§ Exercise directions:
State the number of lines in the records underneath where the word "textures" turns up, and say nothing else.

(Saved entries)
=== Begin Enclosure ===

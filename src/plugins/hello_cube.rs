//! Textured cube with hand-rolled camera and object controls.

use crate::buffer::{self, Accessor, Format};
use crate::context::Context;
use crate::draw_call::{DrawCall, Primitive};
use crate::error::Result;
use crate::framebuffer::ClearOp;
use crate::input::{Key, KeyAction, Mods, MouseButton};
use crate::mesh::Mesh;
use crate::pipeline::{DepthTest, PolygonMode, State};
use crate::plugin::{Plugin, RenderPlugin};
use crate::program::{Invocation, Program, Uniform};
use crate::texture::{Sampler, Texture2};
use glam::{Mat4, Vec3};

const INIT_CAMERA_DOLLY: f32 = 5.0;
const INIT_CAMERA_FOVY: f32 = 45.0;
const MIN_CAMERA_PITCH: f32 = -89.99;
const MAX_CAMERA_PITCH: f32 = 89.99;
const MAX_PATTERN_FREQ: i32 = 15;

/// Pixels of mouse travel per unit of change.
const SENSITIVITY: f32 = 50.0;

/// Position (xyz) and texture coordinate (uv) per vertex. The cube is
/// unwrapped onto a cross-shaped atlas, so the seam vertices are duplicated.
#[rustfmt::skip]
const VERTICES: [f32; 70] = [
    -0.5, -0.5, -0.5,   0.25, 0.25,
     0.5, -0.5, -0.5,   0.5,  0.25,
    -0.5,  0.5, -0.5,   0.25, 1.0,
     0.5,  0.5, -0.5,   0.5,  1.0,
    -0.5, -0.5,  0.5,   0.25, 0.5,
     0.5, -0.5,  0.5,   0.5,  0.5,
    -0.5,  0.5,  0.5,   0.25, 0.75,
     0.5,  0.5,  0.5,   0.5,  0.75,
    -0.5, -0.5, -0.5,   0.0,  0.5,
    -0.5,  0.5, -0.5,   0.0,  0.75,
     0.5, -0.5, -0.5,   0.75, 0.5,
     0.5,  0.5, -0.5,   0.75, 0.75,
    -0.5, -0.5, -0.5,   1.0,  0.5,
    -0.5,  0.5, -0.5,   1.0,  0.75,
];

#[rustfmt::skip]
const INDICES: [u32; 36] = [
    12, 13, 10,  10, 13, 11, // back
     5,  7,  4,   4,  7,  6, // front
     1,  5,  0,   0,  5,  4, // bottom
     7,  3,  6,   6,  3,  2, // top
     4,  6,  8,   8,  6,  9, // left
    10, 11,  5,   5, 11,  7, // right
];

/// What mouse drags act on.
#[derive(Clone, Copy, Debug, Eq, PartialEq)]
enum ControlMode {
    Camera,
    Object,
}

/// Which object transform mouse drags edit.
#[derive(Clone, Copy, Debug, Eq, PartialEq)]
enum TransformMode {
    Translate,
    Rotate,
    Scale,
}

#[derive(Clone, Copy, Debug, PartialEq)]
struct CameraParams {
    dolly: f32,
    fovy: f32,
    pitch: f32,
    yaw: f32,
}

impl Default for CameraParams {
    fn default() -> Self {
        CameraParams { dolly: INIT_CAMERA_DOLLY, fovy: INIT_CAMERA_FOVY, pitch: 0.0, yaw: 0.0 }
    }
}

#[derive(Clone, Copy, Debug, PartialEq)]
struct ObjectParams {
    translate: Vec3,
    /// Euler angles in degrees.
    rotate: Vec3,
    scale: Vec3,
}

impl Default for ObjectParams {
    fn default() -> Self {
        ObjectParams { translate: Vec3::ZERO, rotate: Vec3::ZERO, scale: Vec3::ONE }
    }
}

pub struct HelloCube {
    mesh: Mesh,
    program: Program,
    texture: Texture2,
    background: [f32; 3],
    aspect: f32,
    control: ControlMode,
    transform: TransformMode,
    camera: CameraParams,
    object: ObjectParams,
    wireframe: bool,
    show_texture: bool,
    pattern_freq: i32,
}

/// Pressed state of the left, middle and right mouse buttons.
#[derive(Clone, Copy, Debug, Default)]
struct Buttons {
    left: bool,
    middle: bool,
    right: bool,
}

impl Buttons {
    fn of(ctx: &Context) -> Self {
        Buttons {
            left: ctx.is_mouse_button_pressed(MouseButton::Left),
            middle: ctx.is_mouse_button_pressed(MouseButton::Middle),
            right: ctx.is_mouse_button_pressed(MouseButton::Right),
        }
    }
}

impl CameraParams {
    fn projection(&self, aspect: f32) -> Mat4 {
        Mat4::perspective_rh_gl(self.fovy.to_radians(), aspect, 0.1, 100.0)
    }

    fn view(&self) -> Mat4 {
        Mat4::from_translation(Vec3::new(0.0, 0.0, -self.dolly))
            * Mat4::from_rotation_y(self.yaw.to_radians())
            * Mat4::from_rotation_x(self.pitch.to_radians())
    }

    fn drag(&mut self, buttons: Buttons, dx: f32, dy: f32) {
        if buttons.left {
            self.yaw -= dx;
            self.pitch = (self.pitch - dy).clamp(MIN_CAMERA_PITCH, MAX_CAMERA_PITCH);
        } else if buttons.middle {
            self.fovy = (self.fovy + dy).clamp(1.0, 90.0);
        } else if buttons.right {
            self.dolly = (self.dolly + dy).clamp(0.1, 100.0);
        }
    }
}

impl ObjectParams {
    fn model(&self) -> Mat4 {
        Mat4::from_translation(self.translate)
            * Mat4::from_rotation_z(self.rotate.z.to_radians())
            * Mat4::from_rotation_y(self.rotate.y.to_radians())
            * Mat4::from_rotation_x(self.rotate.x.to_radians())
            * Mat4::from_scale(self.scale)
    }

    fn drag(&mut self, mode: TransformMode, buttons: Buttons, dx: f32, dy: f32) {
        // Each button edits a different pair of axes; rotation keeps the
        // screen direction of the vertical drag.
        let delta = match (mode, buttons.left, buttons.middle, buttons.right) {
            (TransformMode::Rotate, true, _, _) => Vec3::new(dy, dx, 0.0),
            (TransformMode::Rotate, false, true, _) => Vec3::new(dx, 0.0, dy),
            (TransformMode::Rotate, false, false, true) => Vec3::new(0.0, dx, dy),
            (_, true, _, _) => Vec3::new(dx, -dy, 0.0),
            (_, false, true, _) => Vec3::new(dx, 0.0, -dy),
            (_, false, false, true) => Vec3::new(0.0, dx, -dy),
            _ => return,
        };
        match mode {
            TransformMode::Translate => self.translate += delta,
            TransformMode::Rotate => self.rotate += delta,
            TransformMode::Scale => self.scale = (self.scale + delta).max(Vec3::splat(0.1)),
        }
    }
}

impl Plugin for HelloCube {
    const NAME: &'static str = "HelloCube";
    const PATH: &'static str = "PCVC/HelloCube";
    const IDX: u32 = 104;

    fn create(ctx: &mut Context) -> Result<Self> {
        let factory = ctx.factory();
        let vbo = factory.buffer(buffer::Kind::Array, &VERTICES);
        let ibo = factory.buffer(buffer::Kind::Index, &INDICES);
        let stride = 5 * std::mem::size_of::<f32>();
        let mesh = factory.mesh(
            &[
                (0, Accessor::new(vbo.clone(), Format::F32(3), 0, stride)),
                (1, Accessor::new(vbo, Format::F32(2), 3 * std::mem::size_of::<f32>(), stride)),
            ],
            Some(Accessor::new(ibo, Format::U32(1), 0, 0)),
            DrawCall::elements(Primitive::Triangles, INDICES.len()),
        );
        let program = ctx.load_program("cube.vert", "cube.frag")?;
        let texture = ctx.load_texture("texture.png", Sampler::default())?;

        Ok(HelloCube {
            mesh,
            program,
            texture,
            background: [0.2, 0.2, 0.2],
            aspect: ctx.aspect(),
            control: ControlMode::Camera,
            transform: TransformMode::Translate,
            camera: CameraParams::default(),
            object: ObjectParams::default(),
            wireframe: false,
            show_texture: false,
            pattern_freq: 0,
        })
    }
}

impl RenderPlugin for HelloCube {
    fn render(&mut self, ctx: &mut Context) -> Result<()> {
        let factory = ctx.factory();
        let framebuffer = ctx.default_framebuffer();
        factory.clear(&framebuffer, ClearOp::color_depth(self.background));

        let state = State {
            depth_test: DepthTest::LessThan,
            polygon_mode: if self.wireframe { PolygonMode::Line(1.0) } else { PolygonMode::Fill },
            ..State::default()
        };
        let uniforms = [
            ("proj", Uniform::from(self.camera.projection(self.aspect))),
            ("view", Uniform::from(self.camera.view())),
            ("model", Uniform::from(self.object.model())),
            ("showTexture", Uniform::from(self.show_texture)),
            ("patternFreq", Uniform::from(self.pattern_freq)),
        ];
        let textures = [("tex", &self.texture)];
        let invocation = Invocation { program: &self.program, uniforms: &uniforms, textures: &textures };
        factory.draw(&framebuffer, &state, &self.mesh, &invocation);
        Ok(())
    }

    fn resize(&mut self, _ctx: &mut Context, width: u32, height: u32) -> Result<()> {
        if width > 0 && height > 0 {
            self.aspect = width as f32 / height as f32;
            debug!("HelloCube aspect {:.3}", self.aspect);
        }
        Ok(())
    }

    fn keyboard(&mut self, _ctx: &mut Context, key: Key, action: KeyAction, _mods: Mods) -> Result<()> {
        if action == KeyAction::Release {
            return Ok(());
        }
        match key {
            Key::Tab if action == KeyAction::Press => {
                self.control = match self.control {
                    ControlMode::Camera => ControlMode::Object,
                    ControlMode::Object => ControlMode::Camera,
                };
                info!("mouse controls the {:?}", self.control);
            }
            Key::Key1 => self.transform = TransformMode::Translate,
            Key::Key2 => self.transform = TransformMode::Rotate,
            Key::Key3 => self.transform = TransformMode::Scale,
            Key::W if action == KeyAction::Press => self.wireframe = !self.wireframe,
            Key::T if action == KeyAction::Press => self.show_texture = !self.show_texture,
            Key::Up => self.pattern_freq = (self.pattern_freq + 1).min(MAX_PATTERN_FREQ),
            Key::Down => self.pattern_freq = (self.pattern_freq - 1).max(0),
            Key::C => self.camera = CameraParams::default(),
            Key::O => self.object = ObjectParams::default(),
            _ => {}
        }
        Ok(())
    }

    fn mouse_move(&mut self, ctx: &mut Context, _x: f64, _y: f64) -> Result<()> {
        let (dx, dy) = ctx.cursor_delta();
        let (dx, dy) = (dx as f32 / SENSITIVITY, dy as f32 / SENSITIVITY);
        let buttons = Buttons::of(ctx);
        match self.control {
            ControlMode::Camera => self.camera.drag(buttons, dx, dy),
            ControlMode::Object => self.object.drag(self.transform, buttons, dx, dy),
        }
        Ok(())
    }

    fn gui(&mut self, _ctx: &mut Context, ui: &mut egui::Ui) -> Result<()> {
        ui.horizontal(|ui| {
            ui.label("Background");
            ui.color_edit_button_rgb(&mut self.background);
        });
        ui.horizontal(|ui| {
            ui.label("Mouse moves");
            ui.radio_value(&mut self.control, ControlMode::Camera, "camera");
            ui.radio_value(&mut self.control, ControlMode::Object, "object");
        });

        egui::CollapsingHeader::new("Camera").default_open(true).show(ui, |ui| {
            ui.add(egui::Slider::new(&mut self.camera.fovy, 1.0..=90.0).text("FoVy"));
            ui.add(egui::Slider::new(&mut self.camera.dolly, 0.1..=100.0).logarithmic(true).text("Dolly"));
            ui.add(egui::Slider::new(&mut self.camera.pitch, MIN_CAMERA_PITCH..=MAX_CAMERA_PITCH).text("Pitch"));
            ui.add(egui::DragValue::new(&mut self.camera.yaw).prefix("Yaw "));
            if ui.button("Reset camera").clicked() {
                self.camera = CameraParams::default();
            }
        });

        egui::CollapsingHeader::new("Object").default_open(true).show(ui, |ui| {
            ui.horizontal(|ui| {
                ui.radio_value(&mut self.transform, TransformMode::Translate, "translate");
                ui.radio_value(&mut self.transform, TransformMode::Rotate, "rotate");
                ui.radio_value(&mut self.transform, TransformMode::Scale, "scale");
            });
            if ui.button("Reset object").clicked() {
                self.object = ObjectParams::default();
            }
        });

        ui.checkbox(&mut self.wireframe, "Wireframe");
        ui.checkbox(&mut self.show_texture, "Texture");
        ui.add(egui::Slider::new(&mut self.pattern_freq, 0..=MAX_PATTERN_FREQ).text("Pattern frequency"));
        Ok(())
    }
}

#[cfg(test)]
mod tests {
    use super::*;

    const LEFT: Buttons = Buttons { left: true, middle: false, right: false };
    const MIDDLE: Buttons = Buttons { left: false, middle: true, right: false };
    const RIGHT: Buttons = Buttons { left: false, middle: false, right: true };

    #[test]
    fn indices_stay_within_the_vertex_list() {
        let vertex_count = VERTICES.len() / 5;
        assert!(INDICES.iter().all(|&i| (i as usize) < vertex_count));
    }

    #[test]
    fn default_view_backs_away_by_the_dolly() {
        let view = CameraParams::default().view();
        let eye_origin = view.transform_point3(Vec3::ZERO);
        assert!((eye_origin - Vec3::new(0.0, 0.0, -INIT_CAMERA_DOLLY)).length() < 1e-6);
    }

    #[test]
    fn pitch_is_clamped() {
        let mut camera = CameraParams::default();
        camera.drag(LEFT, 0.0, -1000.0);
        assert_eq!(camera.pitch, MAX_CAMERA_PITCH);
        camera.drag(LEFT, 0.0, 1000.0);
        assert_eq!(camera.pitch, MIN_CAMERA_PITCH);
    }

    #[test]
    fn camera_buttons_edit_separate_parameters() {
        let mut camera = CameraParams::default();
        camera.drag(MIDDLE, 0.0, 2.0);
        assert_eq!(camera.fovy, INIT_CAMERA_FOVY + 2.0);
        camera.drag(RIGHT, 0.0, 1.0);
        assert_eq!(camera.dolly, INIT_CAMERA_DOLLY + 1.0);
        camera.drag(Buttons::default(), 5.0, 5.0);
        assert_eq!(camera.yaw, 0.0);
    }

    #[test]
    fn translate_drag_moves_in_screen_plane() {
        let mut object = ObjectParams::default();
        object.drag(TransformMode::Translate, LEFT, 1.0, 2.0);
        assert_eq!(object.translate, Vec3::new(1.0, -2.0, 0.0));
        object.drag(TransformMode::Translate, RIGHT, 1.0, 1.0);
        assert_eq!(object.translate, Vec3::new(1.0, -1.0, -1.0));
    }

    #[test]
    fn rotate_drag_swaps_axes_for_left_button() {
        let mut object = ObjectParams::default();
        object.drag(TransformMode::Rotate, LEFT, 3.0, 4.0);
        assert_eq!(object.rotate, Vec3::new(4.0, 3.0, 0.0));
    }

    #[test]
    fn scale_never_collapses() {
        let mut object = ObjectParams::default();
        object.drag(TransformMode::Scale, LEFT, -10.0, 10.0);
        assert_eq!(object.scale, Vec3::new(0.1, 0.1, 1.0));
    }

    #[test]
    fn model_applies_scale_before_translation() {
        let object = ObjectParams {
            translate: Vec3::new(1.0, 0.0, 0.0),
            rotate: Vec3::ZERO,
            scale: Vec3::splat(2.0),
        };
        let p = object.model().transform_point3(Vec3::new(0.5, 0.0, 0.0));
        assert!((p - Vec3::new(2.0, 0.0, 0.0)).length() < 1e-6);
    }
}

=== End Enclosure ===

§ Task output:
2